The Nutmeg Tree
- First edition (US)
- Author: Margery Sharp
- Language: English
- Genre: Comedy
- Publisher: Arthur Barker Limited (UK) Grosset & Dunlap (U.S.)
- Publication date: 1937
- Publication place: United Kingdom
- Media type: Print

= The Nutmeg Tree =

1937 novel

The Nutmeg Tree is a 1937 comedy novel by the British writer Margery Sharp, which was adapted as a play and a film. Julia an actress and showgirl is down on her luck in London when she receives an unexpected invitation to France. Many years before she had a daughter, but her father was killed in the First World War and the girl went to live with his wealthy relations. Now Julia is invited by her daughter to run her eye over a prospective fiance. After meeting him, Julia becomes convinced he is utterly unsuitable for her daughter, as he has a wild, reckless personality much closer to her own.

==Play==
In 1940 it was turned by Sharp into a play, Lady in Waiting, that appeared at the Martin Beck Theatre on Broadway. In London's West End it ran under the name The Nutmeg Tree for 268 performances from October 1941 to May 1942, originally at the Lyric Theatre, then it transferred to St James's Theatre.
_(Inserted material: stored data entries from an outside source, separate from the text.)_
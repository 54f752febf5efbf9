//! In-process graph store with the same MERGE semantics as the Neo4j store.
//!
//! Used for dry runs of the loader and for tests. A transaction stages its
//! upserts privately and applies them under one lock at commit, so a
//! dropped or rolled-back transaction leaves no trace and concurrent
//! transactions on overlapping identities cannot duplicate nodes.

use std::sync::{Arc, Mutex, MutexGuard, PoisonError};

use async_trait::async_trait;
use indexmap::{IndexMap, IndexSet};

use synbio_core::{Properties, RelationType};

use crate::store::{GraphStore, NodeHandle, StoreError, StoreTxn};

/// A node stored in a [`MemoryGraph`].
#[derive(Debug, Clone, PartialEq)]
pub struct MemoryNode {
    pub label: String,
    pub properties: Properties,
}

/// An edge stored in a [`MemoryGraph`]. Its fields are also its identity.
#[derive(Debug, Clone, PartialEq, Eq, Hash)]
pub struct MemoryEdge {
    pub parent: NodeHandle,
    pub child: NodeHandle,
    pub relation: RelationType,
    pub index: i64,
}

#[derive(Debug, Default)]
struct GraphState {
    nodes: IndexMap<NodeHandle, MemoryNode>,
    edges: IndexSet<MemoryEdge>,
}

/// Shared in-memory property graph. Clones share the same graph.
#[derive(Debug, Clone, Default)]
pub struct MemoryGraph {
    state: Arc<Mutex<GraphState>>,
}

impl MemoryGraph {
    pub fn new() -> Self {
        Self::default()
    }

    pub fn node_count(&self) -> usize {
        self.lock().nodes.len()
    }

    pub fn edge_count(&self) -> usize {
        self.lock().edges.len()
    }

    /// All committed nodes in creation order.
    pub fn nodes(&self) -> Vec<MemoryNode> {
        self.lock().nodes.values().cloned().collect()
    }

    /// All committed edges in creation order.
    pub fn edges(&self) -> Vec<MemoryEdge> {
        self.lock().edges.iter().cloned().collect()
    }

    pub fn node(&self, handle: &NodeHandle) -> Option<MemoryNode> {
        self.lock().nodes.get(handle).cloned()
    }

    /// Handle of the committed node with exactly this label and property set.
    pub fn find_node(&self, label: &str, properties: &Properties) -> Option<NodeHandle> {
        let handle = identity(label, properties).ok()?;
        self.lock().nodes.contains_key(&handle).then_some(handle)
    }

    /// Committed edges of one relationship type leaving `parent`, ordered by
    /// `index`.
    pub fn edges_from(&self, parent: &NodeHandle, relation: &str) -> Vec<MemoryEdge> {
        let mut edges: Vec<MemoryEdge> = self
            .lock()
            .edges
            .iter()
            .filter(|e| &e.parent == parent && e.relation.as_str() == relation)
            .cloned()
            .collect();
        edges.sort_by_key(|e| e.index);
        edges
    }

    fn lock(&self) -> MutexGuard<'_, GraphState> {
        self.state.lock().unwrap_or_else(PoisonError::into_inner)
    }
}

#[async_trait]
impl GraphStore for MemoryGraph {
    type Txn = MemoryTxn;

    async fn begin(&self) -> Result<MemoryTxn, StoreError> {
        Ok(MemoryTxn {
            graph: self.clone(),
            nodes: IndexMap::new(),
            edges: IndexSet::new(),
        })
    }
}

/// A [`MemoryGraph`] transaction.
pub struct MemoryTxn {
    graph: MemoryGraph,
    nodes: IndexMap<NodeHandle, MemoryNode>,
    edges: IndexSet<MemoryEdge>,
}

#[async_trait]
impl StoreTxn for MemoryTxn {
    async fn merge_node(
        &mut self,
        label: &str,
        properties: &Properties,
    ) -> Result<NodeHandle, StoreError> {
        let handle = identity(label, properties)?;
        let committed = self.graph.lock().nodes.contains_key(&handle);
        if !committed {
            self.nodes
                .entry(handle.clone())
                .or_insert_with(|| MemoryNode {
                    label: label.to_string(),
                    properties: properties.clone(),
                });
        }
        Ok(handle)
    }

    async fn merge_edge(
        &mut self,
        parent: &NodeHandle,
        child: &NodeHandle,
        relation: &RelationType,
        index: i64,
    ) -> Result<(), StoreError> {
        {
            let state = self.graph.lock();
            for handle in [parent, child] {
                if !self.nodes.contains_key(handle) && !state.nodes.contains_key(handle) {
                    return Err(StoreError::Rejected(format!("No node with handle {handle}")));
                }
            }
        }

        let edge = MemoryEdge {
            parent: parent.clone(),
            child: child.clone(),
            relation: relation.clone(),
            index,
        };
        self.edges.insert(edge);
        Ok(())
    }

    async fn commit(self) -> Result<(), StoreError> {
        let mut state = self.graph.lock();
        for (handle, node) in self.nodes {
            state.nodes.entry(handle).or_insert(node);
        }
        for edge in self.edges {
            state.edges.insert(edge);
        }
        Ok(())
    }

    async fn rollback(self) -> Result<(), StoreError> {
        Ok(())
    }
}

/// Identity key of a node: its label and full property set, serialized.
fn identity(label: &str, properties: &Properties) -> Result<NodeHandle, StoreError> {
    serde_json::to_string(&(label, properties))
        .map(NodeHandle)
        .map_err(|e| StoreError::Rejected(format!("Unencodable properties on {label}: {e}")))
}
The cast included Yvonne Arnaud, Frederick Leister, Helen Haye, Winifred Oughton and Maire O'Neill.

==Film adaptation==
In 1948, it was adapted into the American film Julia Misbehaves, directed by Jack Conway and starring Greer Garson, Walter Pidgeon and Elizabeth Taylor.

==Bibliography==
- Goble, Alan. The Complete Index to Literary Sources in Film. Walter de Gruyter, 1999.
- Wearing, J.P. The London Stage 1940-1949: A Calendar of Productions, Performers, and Personnel. Rowman & Littlefield, 2014.